The take home messages in this report cover five points. First, patients with high pulmonary artery (PA) pressures and a high wedge pressure are rarely a problem. The more worrisome patients are the ones with low PA pressures, especially those with a low right ventricular stroke work index (RVSWI). We now calculate RVSWI on all patients who we consider for VAD support. We use this number to help our decision making, just as we use pulmonary vascular resistance to help determine suitability for transplantation. RVSWI is an "imperfect" measurement because it is load dependent, but it is easily calculated, and the load independent measurements are impractical in most clinical settings. Second, avoid bleeding which was very common in their group with RV dysfunction. We replace vitamin K preoperatively because of the deficiency seen in these patients with hepatic congestion. Also, intraoperative aprotinin and fresh frozen plasma are given to reduce bleeding. With less bleeding there is less blood and products transfused which increase RV afterload.
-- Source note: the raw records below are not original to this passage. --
//! Fakes shared by the command tests.

use crate::error_utils::RemoteError;
use crate::http_utils::{ApiRequest, RequestGateway};
use crate::resolution_utils::IdentityResolver;
use async_trait::async_trait;
use serde_json::Value;
use std::collections::VecDeque;
use std::sync::Mutex;

/// Replays queued responses in order and records every request.
#[derive(Default)]
pub struct RecordingGateway {
    responses: Mutex<VecDeque<Result<Value, RemoteError>>>,
    requests: Mutex<Vec<ApiRequest>>,
}

impl RecordingGateway {
    pub fn new(responses: Vec<Result<Value, RemoteError>>) -> Self {
        Self {
            responses: Mutex::new(responses.into()),
            requests: Mutex::new(Vec::new()),
        }
    }

    pub fn requests(&self) -> Vec<ApiRequest> {
        self.requests.lock().unwrap().clone()
    }
}

#[async_trait]
impl RequestGateway for RecordingGateway {
    async fn send(&self, request: ApiRequest) -> Result<Value, RemoteError> {
        self.requests.lock().unwrap().push(request);
        self.responses
            .lock()
            .unwrap()
            .pop_front()
            .unwrap_or(Ok(Value::Null))
    }
}

/// Resolver with fixed answers that remembers what it was asked.
#[derive(Default)]
pub struct RecordingResolver {
    pub user_id: Option<String>,
    pub group_result: Option<Result<String, RemoteError>>,
    pub calls: Mutex<Vec<String>>,
}

#[async_trait]
impl IdentityResolver for RecordingResolver {
    async fn user_id_by_upn(&self, upn: &str) -> Result<String, RemoteError> {
        self.calls.lock().unwrap().push(format!("user:{}", upn));
        self.user_id.clone().ok_or_else(|| {
            RemoteError::NotResolved(format!(
                "The specified user with user name {} does not exist",
                upn
            ))
        })
    }

    async fn group_id_by_display_name(&self, display_name: &str) -> Result<String, RemoteError> {
        self.calls
            .lock()
            .unwrap()
            .push(format!("group:{}", display_name));
        self.group_result.clone().unwrap_or_else(|| {
            Err(RemoteError::NotResolved(format!(
                "The specified group '{}' does not exist.",
                display_name
            )))
        })
    }
}
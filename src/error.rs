use thiserror::Error;

use crate::{
    auth::AuthError,
    configuration::ConfigurationError,
    error_utils::{unwrap_remote_message, RemoteError},
    exit_codes::M365ExitCode,
};

/// Error types that can occur during CLI command execution
#[derive(Debug, Error)]
pub enum CliError {
    /// Error when an unsupported or undefined subcommand is encountered
    #[error("Undefined or unsupported subcommand: {0}")]
    UnsupportedSubcommand(String),
    /// Error related to configuration loading or management
    #[error("Configuration error: {0}")]
    ConfigurationError(#[from] ConfigurationError),
    /// Error related to data formatting
    #[error("Formatting error: {0}")]
    FormattingError(#[from] crate::format::FormattingError),
    /// Error when a required command-line argument is missing
    #[error("Missing required argument: {0}")]
    MissingRequiredArgument(String),
    /// Options were rejected before any request was made
    #[error("{0}")]
    ValidationError(String),
    /// A remote call failed; the message is already unwrapped
    #[error("{0}")]
    CommandError(String),
    /// No usable access token, or the credential store failed
    #[error("{0}")]
    AuthenticationError(String),
    /// Error related to JSON serialization/deserialization
    #[error("JSON serialization error: {0}")]
    JsonError(#[from] serde_json::Error),
    /// The HTTP client could not be constructed
    #[error("Failed to initialize HTTP client: {0}")]
    HttpClientError(#[from] reqwest::Error),
}

impl From<RemoteError> for CliError {
    fn from(error: RemoteError) -> Self {
        match error {
            RemoteError::Unauthenticated(message) => CliError::AuthenticationError(message),
            RemoteError::InvalidBaseUrl(url) => {
                CliError::ConfigurationError(ConfigurationError::InvalidBaseUrl { url })
            }
            other => CliError::CommandError(unwrap_remote_message(&other)),
        }
    }
}

impl From<AuthError> for CliError {
    fn from(error: AuthError) -> Self {
        CliError::AuthenticationError(error.to_string())
    }
}

impl CliError {
    /// Get the appropriate exit code for this error
    ///
    /// - `UsageError` for unsupported commands, missing arguments and rejected options
    /// - `ConfigError` for configuration errors
    /// - `DataError` for formatting or JSON errors
    /// - `AuthError` for missing tokens
    /// - `ApiError` for failed remote calls
    pub fn exit_code(&self) -> M365ExitCode {
        match self {
            CliError::UnsupportedSubcommand(_) => M365ExitCode::UsageError,
            CliError::MissingRequiredArgument(_) => M365ExitCode::UsageError,
            CliError::ValidationError(_) => M365ExitCode::UsageError,
            CliError::ConfigurationError(_) => M365ExitCode::ConfigError,
            CliError::FormattingError(_) => M365ExitCode::DataError,
            CliError::JsonError(_) => M365ExitCode::DataError,
            CliError::AuthenticationError(_) => M365ExitCode::AuthError,
            CliError::CommandError(_) => M365ExitCode::ApiError,
            CliError::HttpClientError(_) => M365ExitCode::SoftwareError,
        }
    }
}
use crate::auth::{DefaultTokenProvider, Resource};
use crate::commands::params::{PARAMETER_RESOURCE, PARAMETER_TOKEN};
use crate::error::CliError;
use clap::ArgMatches;
use std::str::FromStr;
use tracing::info;

fn resource_from(matches: &ArgMatches) -> Result<Resource, CliError> {
    let name = matches
        .get_one::<String>(PARAMETER_RESOURCE)
        .ok_or_else(|| CliError::MissingRequiredArgument(PARAMETER_RESOURCE.to_string()))?;
    Resource::from_str(name)
        .map_err(|_| CliError::ValidationError(format!("{} is not a valid resource.", name)))
}

/// Stores a bearer token in the OS keyring.
pub fn set_token(matches: &ArgMatches) -> Result<(), CliError> {
    let resource = resource_from(matches)?;
    let token = matches
        .get_one::<String>(PARAMETER_TOKEN)
        .map(|t| t.trim())
        .filter(|t| !t.is_empty())
        .ok_or_else(|| CliError::ValidationError("Specify a valid token".to_string()))?;

    DefaultTokenProvider::default().store(resource, token)?;
    info!("Stored access token for {}", resource);
    Ok(())
}

/// Removes a stored token. Clearing a token that was never stored succeeds.
pub fn clear_token(matches: &ArgMatches) -> Result<(), CliError> {
    let resource = resource_from(matches)?;
    DefaultTokenProvider::default().clear(resource)?;
    info!("Removed access token for {}", resource);
    Ok(())
}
Third, be careful not to overfill the right ventricle, especially when weaning from cardiopulmonary bypass. Volume loading can push the RV over the Frank Starling curve into an area of poor contractility. Using a hemoconcentrator on bypass will reduce intravascular volume. Fourth, decrease RV afterload by dropping left atrial and pulmonary artery pressures. The inflow cannula position should not be obstructed by the septum or LV free wall, and cardiac tamponade or ventilation at high pressures may increase intrathoracic pressure and left atrial pressure. Nitric oxide and the phosphodiesterase inhibitor Milrinone are also useful to decrease pulmonary vascular resistance, although currently nitric oxide is very expensive and we use it rarely for selected patients. Finally, use inotropes as needed to increase RV contractility. We frequently use the combination of epinephrine and milrinone because they work by separate mechanisms of action. In particular following chest closure the inotropes are useful to help improve function of the distended and compressed right ventricle. If LVAD flow is adequate with all of these maneuvers (cardiac index 
2.2 l/min/m2) then we rarely proceed to RVAD use. We generally find it is easier to manage prolonged inotrope use than to manage an external RVAD.
Related Article
Ann. Thorac. Surg. 2002 73: 745-750.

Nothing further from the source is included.